Gudermannian function

The Gudermann function, named after Christoph Gudermann (1798-1852), establishes a connection between the trigonometric and hyperbolic functions without using complex numbers. The Gudermann function is an intermediate function to x to obtain for an argument by applying it to a loop function an exponential or a hyperbolic function. It was first described by the Swiss mathematician Johann Heinrich Lambert in 1760 when the latter was found in experiments with continued fractions for the tangent of a direct dependence of the Euler number of the circle number. He could for this from him, " transcendent angle" called intermediate function not specify a non- trivial analytic form and also reveal no further use, as that would bring the sought relationship between and not infer allowed.

The Gudermann function

In 1830 came Christoph Gudermann in the study of elliptic integrals by chance on a real, non-trivial relationship between the angular and exponential functions, which also could be applied to all trigonometric functions. This Lamberts intermediate function could be represented in analytical form, but found little attention and recognition (see reception of the work of Christopher Gudermann ). The term Gudermann function introduced by Arthur Cayley in 1862, when he moved to Guder 's preparatory work in their own work on elliptic integrals.

The function is defined by:

With the substitutions and, consequently, with the differential to the integral can be resolved:

From this explicit formula it can be seen that the value of Gudermann function represents an angle and the argument a scalar for the exponential function. For all other formulations of Gudermann function with real numbers, the separation of circular function with an angle and exponential function is maintained by a scalar. Solving for the exponential function results in an expression for the half angle

And from this one obtains a relationship with the half argument

In particular, the simple representation of the relationship of the central Gudermann function showing the relationship between an angle of an angular and a scalar function to an exponential function. It corresponds approximately to the context that Lambert has examined

The transition from half to all angles and arguments is accomplished by inserting in the addition theorem for the tangent of the double angle:

This equation is a more central representation. This may result in the left and right side are independent of one another, expressed with other trigonometric and hyperbolic by applying the relevant relations for trigonometric and hyperbolic. Since these relations are generally of simple algebraic structure, they can also be algebraically simply dissolve and the other side of the equation can be then also considerably usually easier (see below some examples of all angles and arguments). Of particular interest are the depictions in which tangent or hyperbolic tangent simply occur because let their inverse functions compute with numerical means particularly easy. is therefore

Of the possible alternative representations of the most important. However, any other resolution of the so-formed according to equations is a possible representation of Gudermann function.

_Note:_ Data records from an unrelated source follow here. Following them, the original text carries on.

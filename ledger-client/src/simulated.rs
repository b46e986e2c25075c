// Copyright (c) James Kassemi, SC, US. All rights reserved.

//! In-process ledger that models the contract pair closely enough to drive the
//! service in dev mode and in tests.
//!
//! Consensus is modelled only as far as the service can observe it: responses
//! accumulate per status code and the request closes once `min_responses`
//! oracles agree.

use std::collections::{HashMap, HashSet};

use core_types::{
    Address, FlightKey, FlightRecord, LedgerEvent, OracleIndexes, OracleResponseInfo, StatusCode,
    StatusRequest, Wei, MAX_ORACLE_INDEX, WEI_PER_ETHER,
};
use log::{debug, info};
use parking_lot::Mutex;
use rand::Rng;
use sha2::{Digest, Sha256};
use tokio::sync::broadcast;

use crate::{
    bus::{EventBus, DEFAULT_EVENT_CAPACITY},
    client::{LedgerClient, LedgerError, LedgerResult},
};

pub const DEFAULT_ACCOUNT_POOL: usize = 10;
pub const DEFAULT_REGISTRATION_FEE: Wei = WEI_PER_ETHER;
pub const DEFAULT_MIN_RESPONSES: usize = 3;

#[derive(Debug, Clone)]
pub struct SimulatedLedgerConfig {
    pub account_pool_size: usize,
    pub registration_fee: Wei,
    pub min_responses: usize,
    pub event_capacity: usize,
}

impl Default for SimulatedLedgerConfig {
    fn default() -> Self {
        Self {
            account_pool_size: DEFAULT_ACCOUNT_POOL,
            registration_fee: DEFAULT_REGISTRATION_FEE,
            min_responses: DEFAULT_MIN_RESPONSES,
            event_capacity: DEFAULT_EVENT_CAPACITY,
        }
    }
}

/// One `submitOracleResponse` call as seen by the ledger.
#[derive(Debug, Clone, PartialEq, Eq)]
pub struct SubmissionRecord {
    pub oracle: Address,
    pub index: u8,
    pub key: FlightKey,
    pub status: StatusCode,
    pub accepted: bool,
}

/// Hash the ledger uses to alias `(airline, flight, timestamp)`.
pub fn derive_flight_key(airline: Address, flight: &str, timestamp: u64) -> FlightKey {
    let mut hasher = Sha256::new();
    hasher.update(airline.as_bytes());
    hasher.update(flight.as_bytes());
    hasher.update(timestamp.to_be_bytes());
    let mut bytes = [0u8; 32];
    bytes.copy_from_slice(&hasher.finalize());
    FlightKey::new(bytes)
}

fn account_address(slot: usize) -> Address {
    let digest = Sha256::digest(format!("simulated-account-{slot}").as_bytes());
    let mut bytes = [0u8; 20];
    bytes.copy_from_slice(&digest[12..]);
    Address::new(bytes)
}

fn random_indexes() -> [u8; 3] {
    let mut rng = rand::thread_rng();
    let picks = rand::seq::index::sample(&mut rng, usize::from(MAX_ORACLE_INDEX) + 1, 3);
    let mut out = [0u8; 3];
    for (slot, pick) in out.iter_mut().zip(picks.iter()) {
        *slot = pick as u8;
    }
    out
}

struct ResponseWindow {
    requester: Address,
    index: u8,
    is_open: bool,
    status: StatusCode,
    responders: HashSet<Address>,
    votes: HashMap<StatusCode, usize>,
}

struct SimState {
    operational: bool,
    accounts: Vec<Address>,
    oracles: HashMap<Address, [u8; 3]>,
    airlines: HashSet<Address>,
    flights: Vec<FlightRecord>,
    flight_ids: HashMap<FlightKey, u64>,
    responses: HashMap<FlightKey, ResponseWindow>,
    rejected_registrations: HashSet<Address>,
    forced_indexes: HashMap<Address, [u8; 3]>,
    submissions: Vec<SubmissionRecord>,
}

impl SimState {
    fn require_operational(&self) -> LedgerResult<()> {
        if self.operational {
            Ok(())
        } else {
            Err(LedgerError::NotOperational)
        }
    }

    fn register_oracle(&mut self, from: Address, fee: Wei, required: Wei) -> LedgerResult<[u8; 3]> {
        self.require_operational()?;
        if !self.accounts.contains(&from) {
            return Err(LedgerError::UnknownAccount { account: from });
        }
        if self.rejected_registrations.contains(&from) {
            return Err(LedgerError::reverted("registration rejected for account"));
        }
        if self.oracles.contains_key(&from) {
            return Err(LedgerError::AlreadyRegistered { oracle: from });
        }
        if fee < required {
            return Err(LedgerError::InsufficientFee {
                required,
                offered: fee,
            });
        }
        let indexes = self
            .forced_indexes
            .get(&from)
            .copied()
            .unwrap_or_else(random_indexes);
        self.oracles.insert(from, indexes);
        Ok(indexes)
    }

    fn accept_response(
        &mut self,
        from: Address,
        request: &StatusRequest,
        status: StatusCode,
        min_responses: usize,
        events: &mut Vec<LedgerEvent>,
    ) -> LedgerResult<()> {
        self.require_operational()?;
        let assigned = self
            .oracles
            .get(&from)
            .ok_or(LedgerError::NotRegistered { oracle: from })?;
        if !assigned.contains(&request.index) {
            return Err(LedgerError::IndexMismatch {
                index: request.index,
            });
        }
        let key = derive_flight_key(request.airline, &request.flight, request.timestamp);
        let window = self.responses.get_mut(&key).ok_or_else(|| {
            LedgerError::reverted("flight or timestamp do not match oracle request")
        })?;
        if window.index != request.index {
            return Err(LedgerError::IndexMismatch {
                index: request.index,
            });
        }
        if !window.is_open {
            return Err(LedgerError::RequestClosed { key });
        }
        if !window.responders.insert(from) {
            return Err(LedgerError::reverted("oracle already responded"));
        }
        let votes = window.votes.entry(status).or_insert(0);
        *votes += 1;
        events.push(LedgerEvent::OracleReport {
            index: request.index,
            airline: request.airline,
            flight: request.flight.clone(),
            timestamp: request.timestamp,
        });
        if *votes < min_responses {
            return Ok(());
        }

        window.is_open = false;
        window.status = status;
        if let Some(&id) = self.flight_ids.get(&key) {
            if let Some(record) = self.flights.get_mut((id - 1) as usize) {
                record.status_code = status;
            }
        }
        events.push(LedgerEvent::FlightStatusInfo {
            airline: request.airline,
            flight: request.flight.clone(),
            timestamp: request.timestamp,
            status,
        });
        events.push(LedgerEvent::FlightProcessed {
            airline: request.airline,
            flight: request.flight.clone(),
            timestamp: request.timestamp,
            status,
        });
        Ok(())
    }
}

pub struct SimulatedLedger {
    config: SimulatedLedgerConfig,
    state: Mutex<SimState>,
    bus: EventBus,
}

impl SimulatedLedger {
    /// Builds the ledger with a deterministic account pool; account 0 is the
    /// contract owner and the first registered airline.
    pub fn new(config: SimulatedLedgerConfig) -> Self {
        let accounts: Vec<Address> = (0..config.account_pool_size.max(1))
            .map(account_address)
            .collect();
        let mut airlines = HashSet::new();
        airlines.insert(accounts[0]);
        let state = SimState {
            operational: true,
            accounts,
            oracles: HashMap::new(),
            airlines,
            flights: Vec::new(),
            flight_ids: HashMap::new(),
            responses: HashMap::new(),
            rejected_registrations: HashSet::new(),
            forced_indexes: HashMap::new(),
            submissions: Vec::new(),
        };
        Self {
            bus: EventBus::new(config.event_capacity),
            config,
            state: Mutex::new(state),
        }
    }

    pub fn config(&self) -> &SimulatedLedgerConfig {
        &self.config
    }

    pub fn owner(&self) -> Address {
        self.state.lock().accounts[0]
    }

    pub fn account(&self, slot: usize) -> Option<Address> {
        self.state.lock().accounts.get(slot).copied()
    }

    pub fn set_operational(&self, operational: bool) {
        self.state.lock().operational = operational;
    }

    pub fn register_airline(&self, from: Address, airline: Address) -> LedgerResult<()> {
        {
            let mut state = self.state.lock();
            state.require_operational()?;
            if !state.airlines.contains(&from) {
                return Err(LedgerError::reverted("caller is not a registered airline"));
            }
            if !state.airlines.insert(airline) {
                return Err(LedgerError::reverted("airline already registered"));
            }
        }
        info!("simulated ledger registered airline {airline}");
        self.bus.publish(LedgerEvent::AirlineRegistered { airline });
        Ok(())
    }

    /// Registers a flight for the calling airline and returns its ledger id.
    pub fn register_flight(&self, from: Address, flight: &str, timestamp: u64) -> LedgerResult<u64> {
        let id = {
            let mut state = self.state.lock();
            state.require_operational()?;
            if !state.airlines.contains(&from) {
                return Err(LedgerError::reverted("caller is not a registered airline"));
            }
            let key = derive_flight_key(from, flight, timestamp);
            if state.flight_ids.contains_key(&key) {
                return Err(LedgerError::reverted("flight already registered"));
            }
            let id = state.flights.len() as u64 + 1;
            state.flights.push(FlightRecord {
                id,
                key,
                flight_name: flight.to_string(),
                airline: from,
                departure_time: timestamp,
                status_code: StatusCode::Unknown,
            });
            state.flight_ids.insert(key, id);
            id
        };
        self.bus.publish(LedgerEvent::FlightRegistered {
            flight: flight.to_string(),
            timestamp,
        });
        Ok(id)
    }

    /// Opens a status request under a random index, as the contract does.
    pub fn fetch_flight_status(
        &self,
        from: Address,
        airline: Address,
        flight: &str,
        timestamp: u64,
    ) -> LedgerResult<u8> {
        let index = rand::thread_rng().gen_range(0..=MAX_ORACLE_INDEX);
        self.open_status_request(from, airline, flight, timestamp, index)?;
        Ok(index)
    }

    /// Opens a status request under a caller-chosen index.
    pub fn open_status_request(
        &self,
        from: Address,
        airline: Address,
        flight: &str,
        timestamp: u64,
        index: u8,
    ) -> LedgerResult<()> {
        if index > MAX_ORACLE_INDEX {
            return Err(LedgerError::IndexMismatch { index });
        }
        {
            let mut state = self.state.lock();
            state.require_operational()?;
            let key = derive_flight_key(airline, flight, timestamp);
            state.responses.insert(
                key,
                ResponseWindow {
                    requester: from,
                    index,
                    is_open: true,
                    status: StatusCode::Unknown,
                    responders: HashSet::new(),
                    votes: HashMap::new(),
                },
            );
        }
        self.bus.publish(LedgerEvent::OracleRequest {
            index,
            airline,
            flight: flight.to_string(),
            timestamp,
        });
        Ok(())
    }

    /// Makes every future registration from `account` revert.
    pub fn reject_registrations_from(&self, account: Address) {
        self.state.lock().rejected_registrations.insert(account);
    }

    /// Pins the index triple handed to `account` when it registers.
    pub fn force_indexes(&self, account: Address, indexes: OracleIndexes) {
        self.state
            .lock()
            .forced_indexes
            .insert(account, indexes.as_array());
    }

    pub fn submissions(&self) -> Vec<SubmissionRecord> {
        self.state.lock().submissions.clone()
    }

    pub fn registered_oracle_count(&self) -> usize {
        self.state.lock().oracles.len()
    }
}

impl Default for SimulatedLedger {
    fn default() -> Self {
        Self::new(SimulatedLedgerConfig::default())
    }
}

#[async_trait::async_trait]
impl LedgerClient for SimulatedLedger {
    async fn accounts(&self) -> LedgerResult<Vec<Address>> {
        Ok(self.state.lock().accounts.clone())
    }

    async fn is_operational(&self) -> LedgerResult<bool> {
        Ok(self.state.lock().operational)
    }

    async fn registration_fee(&self) -> LedgerResult<Wei> {
        Ok(self.config.registration_fee)
    }

    async fn register_oracle(&self, from: Address, fee: Wei) -> LedgerResult<()> {
        let indexes = self
            .state
            .lock()
            .register_oracle(from, fee, self.config.registration_fee)?;
        debug!(
            "simulated ledger registered oracle {from} with indexes {:?}",
            indexes
        );
        self.bus.publish(LedgerEvent::OracleRegistered { indexes });
        Ok(())
    }

    async fn get_my_indexes(&self, from: Address) -> LedgerResult<[u8; 3]> {
        self.state
            .lock()
            .oracles
            .get(&from)
            .copied()
            .ok_or(LedgerError::NotRegistered { oracle: from })
    }

    async fn submit_oracle_response(
        &self,
        from: Address,
        request: &StatusRequest,
        status: StatusCode,
    ) -> LedgerResult<()> {
        let mut events = Vec::new();
        let result = {
            let mut state = self.state.lock();
            let result = state.accept_response(
                from,
                request,
                status,
                self.config.min_responses,
                &mut events,
            );
            state.submissions.push(SubmissionRecord {
                oracle: from,
                index: request.index,
                key: derive_flight_key(request.airline, &request.flight, request.timestamp),
                status,
                accepted: result.is_ok(),
            });
            result
        };
        for event in events {
            self.bus.publish(event);
        }
        result
    }

    async fn total_flight(&self) -> LedgerResult<u64> {
        Ok(self.state.lock().flights.len() as u64)
    }

    async fn get_flight_detail(&self, id: u64) -> LedgerResult<FlightRecord> {
        let state = self.state.lock();
        id.checked_sub(1)
            .and_then(|slot| state.flights.get(slot as usize))
            .cloned()
            .ok_or(LedgerError::FlightNotFound { id })
    }

    async fn get_flight_key(
        &self,
        airline: Address,
        flight: &str,
        timestamp: u64,
    ) -> LedgerResult<FlightKey> {
        Ok(derive_flight_key(airline, flight, timestamp))
    }

    async fn get_flight_id_by_key(&self, key: FlightKey) -> LedgerResult<u64> {
        self.state
            .lock()
            .flight_ids
            .get(&key)
            .copied()
            .ok_or(LedgerError::UnknownFlightKey { key })
    }

    /// Unset slots read back as the zero value, matching contract storage.
    async fn oracle_responses(&self, key: FlightKey) -> LedgerResult<OracleResponseInfo> {
        let state = self.state.lock();
        Ok(match state.responses.get(&key) {
            Some(window) => OracleResponseInfo {
                key,
                requester: window.requester,
                is_open: window.is_open,
                status_code: window.status,
            },
            None => OracleResponseInfo {
                key,
                requester: Address::ZERO,
                is_open: false,
                status_code: StatusCode::Unknown,
            },
        })
    }

    fn subscribe(&self) -> broadcast::Receiver<LedgerEvent> {
        self.bus.subscribe()
    }
}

The inverse function Gudermann

The inverse function of Gudermann function can be recovered on the one hand by a resolution whose equations for and must usually be represented by means of logarithms. However, it is also independent of the above equations defined and their derivation follows in a manner analogous to the derivation of the Gudermann function, however complex calculations are needed for the intermediate steps.

For the following applies:

For the numerical evaluation of the inverse Gudermann function, the projector after especially for the middle two-thirds of the definition range is suitable. At the edges of a representation with half angles is preferable because it does not work in shallow areas of the extrema of sine and / or cosine, and therefore have a higher numeric field. For the evaluation of Gudermann function similar considerations apply.

No other relationships

The derivation of the Gudermann function and reversal are those corresponding to the integrand their definition integrals:

Particularly noteworthy is the identity for complex numbers:

The combination of circular and hyperbolic functions is essentially given by:

Practical Application

With the connections shown by circular and hyperbolic functions can be mathematical expressions simplify if necessary.

Because of their simple derivatives of the Gudermann function and its inverse are suitable as a substitute for the integral calculus. To this end Gudermann has used them.

With the Gudermann function or its inverse, the angle of latitude is linked with the north-south component of the Mercator projection. Here, the radius of the earth in particular, the equations

Of importance. Since the local distortion of the Mercator projection depends with the latitude, the relative projection distance from the equator to latitude is the integral of all the distortions about the arc ( arc of the meridian ) from the equator to

For the evaluation may be a representation of the inverse function for Gudermann half angle is preferable.